EXERCISE INSTRUCTIONS → Below are the entries; tally the lines holding the string "client" and give only that figure.

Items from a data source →

* * *

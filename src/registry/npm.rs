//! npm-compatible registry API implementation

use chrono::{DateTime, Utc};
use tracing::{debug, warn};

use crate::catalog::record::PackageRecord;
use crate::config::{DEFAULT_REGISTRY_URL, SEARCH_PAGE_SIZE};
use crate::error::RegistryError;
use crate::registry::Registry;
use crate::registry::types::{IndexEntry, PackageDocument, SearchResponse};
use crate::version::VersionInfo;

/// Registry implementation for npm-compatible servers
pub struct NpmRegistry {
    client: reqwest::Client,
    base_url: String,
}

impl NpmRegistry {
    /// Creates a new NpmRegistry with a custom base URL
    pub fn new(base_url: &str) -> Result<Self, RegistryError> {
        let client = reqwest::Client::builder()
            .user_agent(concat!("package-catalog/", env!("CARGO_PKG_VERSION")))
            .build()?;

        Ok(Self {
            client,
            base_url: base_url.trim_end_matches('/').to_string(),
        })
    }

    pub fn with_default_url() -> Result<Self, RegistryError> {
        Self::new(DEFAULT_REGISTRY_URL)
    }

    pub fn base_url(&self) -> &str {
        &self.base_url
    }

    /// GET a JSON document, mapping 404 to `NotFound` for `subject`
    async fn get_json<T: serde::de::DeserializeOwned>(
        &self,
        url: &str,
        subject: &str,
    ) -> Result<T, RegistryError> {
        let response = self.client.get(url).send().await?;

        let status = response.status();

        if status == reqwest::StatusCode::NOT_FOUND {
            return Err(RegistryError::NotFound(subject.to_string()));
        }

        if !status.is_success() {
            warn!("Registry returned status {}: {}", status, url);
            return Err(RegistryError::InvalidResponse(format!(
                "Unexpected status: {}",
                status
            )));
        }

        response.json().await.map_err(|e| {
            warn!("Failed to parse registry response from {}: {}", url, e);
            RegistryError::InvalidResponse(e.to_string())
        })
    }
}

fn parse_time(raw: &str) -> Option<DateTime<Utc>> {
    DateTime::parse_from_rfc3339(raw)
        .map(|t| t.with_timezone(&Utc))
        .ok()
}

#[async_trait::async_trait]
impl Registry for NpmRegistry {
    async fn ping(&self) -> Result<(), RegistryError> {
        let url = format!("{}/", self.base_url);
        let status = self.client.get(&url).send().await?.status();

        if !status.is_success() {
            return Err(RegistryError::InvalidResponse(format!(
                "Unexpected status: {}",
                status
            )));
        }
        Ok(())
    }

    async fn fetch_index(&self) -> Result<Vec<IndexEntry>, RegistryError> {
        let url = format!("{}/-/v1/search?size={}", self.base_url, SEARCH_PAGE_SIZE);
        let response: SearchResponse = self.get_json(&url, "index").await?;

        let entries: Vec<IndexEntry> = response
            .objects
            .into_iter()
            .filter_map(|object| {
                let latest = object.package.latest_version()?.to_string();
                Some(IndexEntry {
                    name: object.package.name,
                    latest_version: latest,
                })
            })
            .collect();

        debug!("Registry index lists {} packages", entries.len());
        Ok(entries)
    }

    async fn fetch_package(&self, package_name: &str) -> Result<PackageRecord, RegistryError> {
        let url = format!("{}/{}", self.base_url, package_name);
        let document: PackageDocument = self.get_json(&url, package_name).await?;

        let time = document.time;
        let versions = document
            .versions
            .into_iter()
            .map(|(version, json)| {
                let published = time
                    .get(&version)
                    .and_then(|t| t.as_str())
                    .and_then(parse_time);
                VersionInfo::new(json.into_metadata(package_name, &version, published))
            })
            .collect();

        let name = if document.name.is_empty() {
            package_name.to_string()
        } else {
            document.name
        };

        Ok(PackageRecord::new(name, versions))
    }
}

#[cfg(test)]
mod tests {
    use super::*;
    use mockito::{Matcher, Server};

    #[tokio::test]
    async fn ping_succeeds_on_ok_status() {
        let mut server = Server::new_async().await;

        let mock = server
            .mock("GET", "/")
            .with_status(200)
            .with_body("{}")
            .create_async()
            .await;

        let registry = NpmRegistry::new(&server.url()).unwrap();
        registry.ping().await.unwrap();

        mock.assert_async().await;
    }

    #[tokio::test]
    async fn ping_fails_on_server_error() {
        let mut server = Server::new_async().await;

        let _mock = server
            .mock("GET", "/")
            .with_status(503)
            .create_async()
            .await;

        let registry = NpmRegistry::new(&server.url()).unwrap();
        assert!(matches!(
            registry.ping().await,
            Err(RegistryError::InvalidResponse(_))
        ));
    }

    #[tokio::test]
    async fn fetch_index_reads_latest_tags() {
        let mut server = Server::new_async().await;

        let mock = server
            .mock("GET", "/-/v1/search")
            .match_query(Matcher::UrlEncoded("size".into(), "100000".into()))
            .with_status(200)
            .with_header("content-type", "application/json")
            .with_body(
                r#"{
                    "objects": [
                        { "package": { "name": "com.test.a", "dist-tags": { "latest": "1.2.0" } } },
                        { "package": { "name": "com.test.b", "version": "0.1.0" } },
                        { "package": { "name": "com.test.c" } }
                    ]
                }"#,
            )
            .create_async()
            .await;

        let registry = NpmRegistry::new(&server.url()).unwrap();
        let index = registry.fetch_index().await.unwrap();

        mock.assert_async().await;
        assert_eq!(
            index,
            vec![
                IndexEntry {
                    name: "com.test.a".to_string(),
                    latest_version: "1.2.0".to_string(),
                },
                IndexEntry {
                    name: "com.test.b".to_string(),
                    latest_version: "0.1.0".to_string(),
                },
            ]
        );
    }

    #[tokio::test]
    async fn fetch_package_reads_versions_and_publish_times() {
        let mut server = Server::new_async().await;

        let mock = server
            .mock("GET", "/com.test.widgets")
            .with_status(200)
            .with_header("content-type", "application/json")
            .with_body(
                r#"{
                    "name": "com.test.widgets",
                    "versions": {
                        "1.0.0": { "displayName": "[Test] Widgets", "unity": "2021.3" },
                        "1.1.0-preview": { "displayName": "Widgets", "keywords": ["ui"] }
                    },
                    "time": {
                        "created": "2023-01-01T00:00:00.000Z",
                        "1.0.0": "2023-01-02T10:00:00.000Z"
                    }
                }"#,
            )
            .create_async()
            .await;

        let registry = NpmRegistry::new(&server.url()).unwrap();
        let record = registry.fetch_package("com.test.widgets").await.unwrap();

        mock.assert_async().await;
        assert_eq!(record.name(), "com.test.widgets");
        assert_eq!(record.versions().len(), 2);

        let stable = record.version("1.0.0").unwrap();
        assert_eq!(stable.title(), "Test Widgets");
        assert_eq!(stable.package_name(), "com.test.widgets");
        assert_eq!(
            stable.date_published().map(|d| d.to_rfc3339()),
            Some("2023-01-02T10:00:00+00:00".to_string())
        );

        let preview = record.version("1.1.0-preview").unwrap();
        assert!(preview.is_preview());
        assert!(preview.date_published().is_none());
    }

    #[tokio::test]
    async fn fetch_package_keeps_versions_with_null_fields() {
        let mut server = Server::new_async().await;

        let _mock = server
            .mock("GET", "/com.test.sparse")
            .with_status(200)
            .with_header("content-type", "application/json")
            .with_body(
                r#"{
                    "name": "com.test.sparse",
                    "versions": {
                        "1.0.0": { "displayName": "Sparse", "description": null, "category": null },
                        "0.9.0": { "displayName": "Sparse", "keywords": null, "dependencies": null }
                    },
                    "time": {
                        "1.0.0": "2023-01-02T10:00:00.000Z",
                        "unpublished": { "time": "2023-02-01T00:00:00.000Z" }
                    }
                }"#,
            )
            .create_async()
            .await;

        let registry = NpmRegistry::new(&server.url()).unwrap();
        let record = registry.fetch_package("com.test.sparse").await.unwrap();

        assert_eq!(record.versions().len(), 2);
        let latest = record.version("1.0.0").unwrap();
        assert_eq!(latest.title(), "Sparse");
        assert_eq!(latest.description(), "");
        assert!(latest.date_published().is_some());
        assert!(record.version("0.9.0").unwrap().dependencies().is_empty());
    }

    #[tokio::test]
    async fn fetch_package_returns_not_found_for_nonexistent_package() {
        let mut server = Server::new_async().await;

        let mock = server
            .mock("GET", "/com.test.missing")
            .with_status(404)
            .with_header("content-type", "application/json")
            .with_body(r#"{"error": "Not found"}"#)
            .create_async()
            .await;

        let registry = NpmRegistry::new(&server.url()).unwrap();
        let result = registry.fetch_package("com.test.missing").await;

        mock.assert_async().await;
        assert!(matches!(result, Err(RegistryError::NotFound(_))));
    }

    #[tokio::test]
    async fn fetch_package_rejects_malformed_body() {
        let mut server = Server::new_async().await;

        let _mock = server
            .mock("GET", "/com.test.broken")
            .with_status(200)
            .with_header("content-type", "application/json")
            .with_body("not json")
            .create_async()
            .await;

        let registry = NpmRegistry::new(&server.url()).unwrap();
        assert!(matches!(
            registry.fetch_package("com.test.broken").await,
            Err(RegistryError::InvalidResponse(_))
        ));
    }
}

* * *

TASK SOLUTION → 5